**TASK TO CARRY OUT**
Return only what lies between the first line of the entries and the line containing "software-keystore form; HSM/KMS", both lines included.

+++ MATERIAL SHOWN +++

//! The encryption-service seam and the software-keystore implementation.
//!
//! Everything that touches key material goes through `EncryptionService`.
//! `LocalEncryptionService` resolves base64 material straight from the key's
//! configuration document, which is the software-keystore form; HSM/KMS
//! deployments replace the whole implementation behind the same trait and
//! the envelope layer never notices.

use std::sync::Arc;

use base64::engine::general_purpose::STANDARD as BASE64;
use base64::Engine;
use hmac::{Hmac, Mac};
use sha2::Sha256;
use zeroize::Zeroizing;

use crate::envelope::cipher::CipherSpec;
use crate::envelope::container::CiphertextContainer;
use crate::errors::{FieldVaultError, Result};
use crate::keys::{CryptoKey, CryptoKeyProvider};
use crate::search::holder::HmacHolder;

type HmacSha256 = Hmac<Sha256>;

/// Symmetric encryption and keyed hashing against tenant keys.
///
/// `hmac` is a bulk operation that mutates holders in place: each holder
/// with a non-null hash input gets its hash slot filled; holders without
/// input are left untouched, because the HMAC of null is null.
pub trait EncryptionService: Send + Sync {
    fn encrypt(&self, key: &CryptoKey, plaintext: &[u8]) -> Result<CiphertextContainer>;

    fn decrypt(&self, container: &CiphertextContainer) -> Result<Vec<u8>>;

    fn hmac(&self, holders: &mut [HmacHolder]) -> Result<()>;
}

/// Base implementation over key material stored in the key configuration.
pub struct LocalEncryptionService {
    provider: Arc<dyn CryptoKeyProvider>,
}

impl LocalEncryptionService {
    pub fn new(provider: Arc<dyn CryptoKeyProvider>) -> Self {
        Self { provider }
    }

    fn key_material(key: &CryptoKey) -> Result<Zeroizing<Vec<u8>>> {
        let encoded = key.configuration.key_material.as_deref().ok_or_else(|| {
            FieldVaultError::Configuration(format!(
                "key '{}' carries no key material; use an external EncryptionService",
                key.id
            ))
        })?;
        let material = BASE64.decode(encoded).map_err(|e| {
            FieldVaultError::Configuration(format!("key '{}' material is not base64: {e}", key.id))
        })?;
        Ok(Zeroizing::new(material))
    }
}

impl EncryptionService for LocalEncryptionService {
    fn encrypt(&self, key: &CryptoKey, plaintext: &[u8]) -> Result<CiphertextContainer> {
        let spec = CipherSpec::from_configuration(&key.configuration)?;
        let material = Self::key_material(key)?;

        let iv = spec.mint_iv();
        let ciphertext = spec.encrypt(&material, &iv, plaintext)?;

        let mut container = CiphertextContainer {
            key_id: Some(key.id.clone()),
            algorithm: String::new(),
            mode: String::new(),
            padding: String::new(),
            key_size: None,
            gcm_tag_length: None,
            iv: BASE64.encode(&iv),
            cipher_text: BASE64.encode(&ciphertext),
            data_encryption_key_id: None,
            data_encryption_key: None,
            extra: serde_json::Map::new(),
        };
        spec.apply_to(&mut container);
        Ok(container)
    }

    fn decrypt(&self, container: &CiphertextContainer) -> Result<Vec<u8>> {
        let key_id = container.key_id.as_deref().ok_or_else(|| {
            FieldVaultError::InvalidContainer("container names no key".to_string())
        })?;
        let key = self
            .provider
            .get_by_id(key_id)?
            .ok_or_else(|| FieldVaultError::KeyNotFound(key_id.to_string()))?;

        let spec = CipherSpec::from_container(container)?;
        let material = Self::key_material(&key)?;

        let iv = BASE64
            .decode(&container.iv)
            .map_err(|e| FieldVaultError::InvalidContainer(format!("bad IV: {e}")))?;
        let ciphertext = BASE64
            .decode(&container.cipher_text)
            .map_err(|e| FieldVaultError::InvalidContainer(format!("bad ciphertext: {e}")))?;

        spec.decrypt(&material, &iv, &ciphertext)
    }

    fn hmac(&self, holders: &mut [HmacHolder]) -> Result<()> {
        for holder in holders.iter_mut() {
            let Some(input) = holder.hash_input() else {
                continue;
            };
            let material = Self::key_material(&holder.key)?;
            let mut mac = HmacSha256::new_from_slice(&material)
                .map_err(|e| FieldVaultError::HmacError(format!("invalid HMAC key: {e}")))?;
            mac.update(input.as_bytes());
            holder.hash = Some(BASE64.encode(mac.finalize().into_bytes()));
        }
        Ok(())
    }
}

#[cfg(test)]
mod tests {
    use super::*;
    use crate::keys::{InMemoryCryptoKeyProvider, KeyConfiguration, KeyUsage};

    fn test_key(id: &str, usage: KeyUsage) -> CryptoKey {
        CryptoKey {
            id: id.to_string(),
            key_type: "AES".to_string(),
            usage,
            configuration: KeyConfiguration {
                key_material: Some(BASE64.encode([0x42u8; 32])),
                ..KeyConfiguration::default()
            },
            key_start_time: None,
            tenant_id: "t1".to_string(),
            rekey_mode: None,
            created_date: Some(chrono::Utc::now()),
        }
    }

    fn service_with(keys: &[CryptoKey]) -> LocalEncryptionService {
        let provider = InMemoryCryptoKeyProvider::new();
        for key in keys {
            provider.upsert(key.clone());
        }
        LocalEncryptionService::new(Arc::new(provider))
    }

    #[test]
    fn encrypt_decrypt_round_trip() {
        let key = test_key("k1", KeyUsage::Encryption);
        let service = service_with(std::slice::from_ref(&key));

        let container = service.encrypt(&key, b"plaintext").expect("encrypt failed");
        assert_eq!(container.key_id.as_deref(), Some("k1"));
        assert_eq!(container.mode, "GCM");
        assert_eq!(service.decrypt(&container).expect("decrypt failed"), b"plaintext");
    }

    #[test]
    fn decrypt_with_unknown_key_fails() {
        let key = test_key("k1", KeyUsage::Encryption);
        let service = service_with(&[]);
        let signing = service_with(std::slice::from_ref(&key));

        let container = signing.encrypt(&key, b"plaintext").unwrap();
        assert!(matches!(
            service.decrypt(&container),
            Err(FieldVaultError::KeyNotFound(_))
        ));
    }

    #[test]
    fn hmac_fills_only_holders_with_input() {
        let key = Arc::new(test_key("h1", KeyUsage::Hmac));
        let service = service_with(&[]);

        let mut holders = vec![
            HmacHolder::new(Arc::clone(&key), "email", Some("a@example.com".to_string())),
            HmacHolder::new(Arc::clone(&key), "phone", None),
        ];
        service.hmac(&mut holders).expect("hmac failed");
        assert!(holders[0].hash.is_some());
        assert!(holders[1].hash.is_none());
    }

    #[test]
    fn hmac_is_deterministic_per_key() {
        let key_a = Arc::new(test_key("a", KeyUsage::Hmac));
        let mut other_config = test_key("b", KeyUsage::Hmac);
        other_config.configuration.key_material = Some(BASE64.encode([0x24u8; 32]));
        let key_b = Arc::new(other_config);
        let service = service_with(&[]);

        let mut holders = vec![
            HmacHolder::new(Arc::clone(&key_a), "f", Some("value".to_string())),
            HmacHolder::new(Arc::clone(&key_a), "f", Some("value".to_string())),
            HmacHolder::new(key_b, "f", Some("value".to_string())),
        ];
        service.hmac(&mut holders).expect("hmac failed");
        assert_eq!(holders[0].hash, holders[1].hash);
        assert_ne!(holders[0].hash, holders[2].hash);
    }
}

+++

**REPLY TO THE TASK**
//! The encryption-service seam and the software-keystore implementation.
//!
//! Everything that touches key material goes through `EncryptionService`.
//! `LocalEncryptionService` resolves base64 material straight from the key's
//! configuration document, which is the software-keystore form; HSM/KMS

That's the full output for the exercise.